◆ **Exercise description**:
Take every line from the data that has the word "credentials" in it.

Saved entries

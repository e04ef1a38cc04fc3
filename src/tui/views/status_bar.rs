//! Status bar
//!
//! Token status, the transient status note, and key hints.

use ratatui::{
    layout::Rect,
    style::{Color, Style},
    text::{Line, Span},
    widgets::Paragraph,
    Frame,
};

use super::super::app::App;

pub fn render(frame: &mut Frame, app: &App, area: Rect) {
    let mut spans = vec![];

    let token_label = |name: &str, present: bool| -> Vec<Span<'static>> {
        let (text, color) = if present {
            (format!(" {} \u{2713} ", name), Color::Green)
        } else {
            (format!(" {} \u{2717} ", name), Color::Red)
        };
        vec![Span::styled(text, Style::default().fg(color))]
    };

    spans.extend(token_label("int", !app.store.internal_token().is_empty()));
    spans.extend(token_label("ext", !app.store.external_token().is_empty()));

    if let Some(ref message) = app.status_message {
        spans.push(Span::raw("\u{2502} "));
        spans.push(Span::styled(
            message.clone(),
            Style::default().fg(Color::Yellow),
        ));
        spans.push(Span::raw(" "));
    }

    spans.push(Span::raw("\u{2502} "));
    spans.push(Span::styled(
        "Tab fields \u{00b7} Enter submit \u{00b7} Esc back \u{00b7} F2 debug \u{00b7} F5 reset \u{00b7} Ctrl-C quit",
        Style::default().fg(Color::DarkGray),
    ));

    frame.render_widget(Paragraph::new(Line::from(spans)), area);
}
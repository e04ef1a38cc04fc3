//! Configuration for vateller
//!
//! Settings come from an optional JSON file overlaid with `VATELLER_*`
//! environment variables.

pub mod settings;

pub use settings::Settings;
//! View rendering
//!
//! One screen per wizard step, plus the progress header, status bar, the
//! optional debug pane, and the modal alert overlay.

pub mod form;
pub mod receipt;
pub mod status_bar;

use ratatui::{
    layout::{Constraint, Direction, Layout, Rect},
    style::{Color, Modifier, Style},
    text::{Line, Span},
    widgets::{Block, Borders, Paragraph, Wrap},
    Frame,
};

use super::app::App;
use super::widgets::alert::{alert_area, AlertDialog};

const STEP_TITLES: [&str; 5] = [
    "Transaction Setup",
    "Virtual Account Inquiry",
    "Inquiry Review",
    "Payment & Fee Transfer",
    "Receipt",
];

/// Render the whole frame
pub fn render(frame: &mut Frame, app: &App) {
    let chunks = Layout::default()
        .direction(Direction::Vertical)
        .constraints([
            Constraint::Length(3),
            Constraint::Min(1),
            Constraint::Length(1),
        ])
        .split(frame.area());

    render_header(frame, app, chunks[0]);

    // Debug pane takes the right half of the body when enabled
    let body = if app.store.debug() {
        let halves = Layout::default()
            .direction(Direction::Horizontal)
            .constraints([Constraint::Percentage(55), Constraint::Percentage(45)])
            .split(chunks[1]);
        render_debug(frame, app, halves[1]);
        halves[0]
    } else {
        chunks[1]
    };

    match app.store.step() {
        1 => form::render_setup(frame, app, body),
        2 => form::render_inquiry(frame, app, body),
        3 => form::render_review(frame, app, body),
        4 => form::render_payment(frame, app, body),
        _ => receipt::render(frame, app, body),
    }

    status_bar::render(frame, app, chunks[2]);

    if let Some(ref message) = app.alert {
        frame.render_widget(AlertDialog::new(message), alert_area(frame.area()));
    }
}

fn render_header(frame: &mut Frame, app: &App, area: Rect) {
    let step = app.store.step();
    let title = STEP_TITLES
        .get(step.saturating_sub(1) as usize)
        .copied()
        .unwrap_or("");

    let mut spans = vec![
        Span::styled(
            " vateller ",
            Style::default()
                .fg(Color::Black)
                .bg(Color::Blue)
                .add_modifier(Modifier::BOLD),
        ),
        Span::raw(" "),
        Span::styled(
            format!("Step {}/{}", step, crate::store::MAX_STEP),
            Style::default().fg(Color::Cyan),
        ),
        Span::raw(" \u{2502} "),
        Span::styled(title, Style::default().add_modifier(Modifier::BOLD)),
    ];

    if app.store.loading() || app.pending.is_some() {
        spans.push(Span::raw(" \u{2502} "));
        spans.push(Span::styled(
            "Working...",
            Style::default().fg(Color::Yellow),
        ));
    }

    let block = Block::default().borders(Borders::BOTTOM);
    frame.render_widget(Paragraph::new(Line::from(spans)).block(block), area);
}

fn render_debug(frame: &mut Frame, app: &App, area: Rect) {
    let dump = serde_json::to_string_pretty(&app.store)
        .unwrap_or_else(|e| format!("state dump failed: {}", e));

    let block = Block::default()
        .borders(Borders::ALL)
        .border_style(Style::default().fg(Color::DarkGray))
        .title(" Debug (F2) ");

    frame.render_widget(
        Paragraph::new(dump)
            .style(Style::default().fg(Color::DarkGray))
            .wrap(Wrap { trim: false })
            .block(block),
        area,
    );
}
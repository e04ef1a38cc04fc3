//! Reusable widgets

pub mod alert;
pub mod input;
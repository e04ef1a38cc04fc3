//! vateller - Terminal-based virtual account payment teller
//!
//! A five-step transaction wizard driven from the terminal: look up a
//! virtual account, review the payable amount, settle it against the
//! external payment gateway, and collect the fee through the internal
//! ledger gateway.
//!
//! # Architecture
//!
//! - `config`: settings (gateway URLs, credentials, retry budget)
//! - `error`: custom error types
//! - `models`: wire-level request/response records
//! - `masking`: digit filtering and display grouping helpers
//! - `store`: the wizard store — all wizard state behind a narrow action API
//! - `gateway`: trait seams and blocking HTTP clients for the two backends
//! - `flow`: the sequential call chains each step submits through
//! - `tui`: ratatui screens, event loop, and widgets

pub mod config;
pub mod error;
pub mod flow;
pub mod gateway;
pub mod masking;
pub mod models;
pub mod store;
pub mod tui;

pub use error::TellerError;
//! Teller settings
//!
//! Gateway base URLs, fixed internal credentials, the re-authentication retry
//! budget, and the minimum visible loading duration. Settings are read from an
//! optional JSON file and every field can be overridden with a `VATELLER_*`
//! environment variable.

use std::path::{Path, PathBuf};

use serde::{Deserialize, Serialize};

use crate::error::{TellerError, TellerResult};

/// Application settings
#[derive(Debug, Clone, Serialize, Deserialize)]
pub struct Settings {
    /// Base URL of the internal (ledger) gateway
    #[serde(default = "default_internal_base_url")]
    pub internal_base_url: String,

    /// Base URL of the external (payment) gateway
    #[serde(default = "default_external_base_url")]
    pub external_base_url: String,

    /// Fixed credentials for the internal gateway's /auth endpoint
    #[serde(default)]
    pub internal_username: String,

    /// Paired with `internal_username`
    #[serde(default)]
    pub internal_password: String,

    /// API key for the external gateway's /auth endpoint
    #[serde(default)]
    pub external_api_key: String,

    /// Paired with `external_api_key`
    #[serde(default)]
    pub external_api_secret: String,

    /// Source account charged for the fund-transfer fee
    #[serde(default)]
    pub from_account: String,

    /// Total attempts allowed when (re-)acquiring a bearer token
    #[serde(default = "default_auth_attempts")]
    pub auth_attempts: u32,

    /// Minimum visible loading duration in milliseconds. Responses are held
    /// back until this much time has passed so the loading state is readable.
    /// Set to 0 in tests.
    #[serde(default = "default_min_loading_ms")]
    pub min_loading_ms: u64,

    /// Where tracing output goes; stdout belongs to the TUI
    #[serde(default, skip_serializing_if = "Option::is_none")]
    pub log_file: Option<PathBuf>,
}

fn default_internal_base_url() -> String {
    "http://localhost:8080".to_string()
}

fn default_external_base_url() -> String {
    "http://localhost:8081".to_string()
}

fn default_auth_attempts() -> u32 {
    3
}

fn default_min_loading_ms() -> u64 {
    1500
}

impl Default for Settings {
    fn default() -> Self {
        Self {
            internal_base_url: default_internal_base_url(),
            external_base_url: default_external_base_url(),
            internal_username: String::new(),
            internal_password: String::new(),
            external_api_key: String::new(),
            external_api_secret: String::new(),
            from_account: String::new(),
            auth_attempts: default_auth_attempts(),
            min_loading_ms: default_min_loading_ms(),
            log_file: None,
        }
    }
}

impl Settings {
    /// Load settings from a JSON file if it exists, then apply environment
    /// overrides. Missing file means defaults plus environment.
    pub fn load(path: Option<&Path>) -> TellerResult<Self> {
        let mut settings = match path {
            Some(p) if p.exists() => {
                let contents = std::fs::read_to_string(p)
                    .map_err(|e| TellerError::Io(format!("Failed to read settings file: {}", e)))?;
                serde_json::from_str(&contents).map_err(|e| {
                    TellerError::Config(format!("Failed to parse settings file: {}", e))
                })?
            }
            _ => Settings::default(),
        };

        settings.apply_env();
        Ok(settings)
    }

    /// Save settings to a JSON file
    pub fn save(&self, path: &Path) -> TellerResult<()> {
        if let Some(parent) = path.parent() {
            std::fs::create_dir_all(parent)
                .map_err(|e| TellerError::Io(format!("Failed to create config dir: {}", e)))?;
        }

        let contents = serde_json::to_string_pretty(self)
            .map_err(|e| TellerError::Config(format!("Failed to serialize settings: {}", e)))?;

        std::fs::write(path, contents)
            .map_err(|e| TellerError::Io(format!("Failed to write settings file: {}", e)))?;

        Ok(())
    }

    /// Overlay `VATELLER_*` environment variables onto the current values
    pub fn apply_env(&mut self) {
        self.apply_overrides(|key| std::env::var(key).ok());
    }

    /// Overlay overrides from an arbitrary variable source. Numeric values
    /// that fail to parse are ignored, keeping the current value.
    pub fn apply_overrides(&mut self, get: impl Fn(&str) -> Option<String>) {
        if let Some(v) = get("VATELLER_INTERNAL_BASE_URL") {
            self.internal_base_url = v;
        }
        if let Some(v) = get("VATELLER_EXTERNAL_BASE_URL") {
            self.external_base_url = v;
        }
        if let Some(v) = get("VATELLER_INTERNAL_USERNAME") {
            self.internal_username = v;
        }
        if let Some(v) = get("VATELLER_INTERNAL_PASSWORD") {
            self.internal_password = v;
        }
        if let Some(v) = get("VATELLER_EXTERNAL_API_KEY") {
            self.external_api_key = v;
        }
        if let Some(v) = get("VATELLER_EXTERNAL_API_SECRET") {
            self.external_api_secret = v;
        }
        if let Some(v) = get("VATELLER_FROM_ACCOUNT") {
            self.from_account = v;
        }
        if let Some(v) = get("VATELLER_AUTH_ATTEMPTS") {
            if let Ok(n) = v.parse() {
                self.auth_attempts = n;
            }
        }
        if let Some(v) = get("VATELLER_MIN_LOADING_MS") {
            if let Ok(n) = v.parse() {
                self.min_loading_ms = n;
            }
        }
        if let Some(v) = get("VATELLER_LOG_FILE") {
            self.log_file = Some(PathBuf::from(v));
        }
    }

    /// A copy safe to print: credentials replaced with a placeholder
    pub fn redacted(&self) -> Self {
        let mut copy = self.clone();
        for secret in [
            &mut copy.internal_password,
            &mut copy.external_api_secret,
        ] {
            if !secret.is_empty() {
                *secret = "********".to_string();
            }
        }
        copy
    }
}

◆ **Response for this exercise**:
//! - `config`: settings (gateway URLs, credentials, retry budget)
//! Gateway base URLs, fixed internal credentials, the re-authentication retry
    /// Fixed credentials for the internal gateway's /auth endpoint
    /// A copy safe to print: credentials replaced with a placeholder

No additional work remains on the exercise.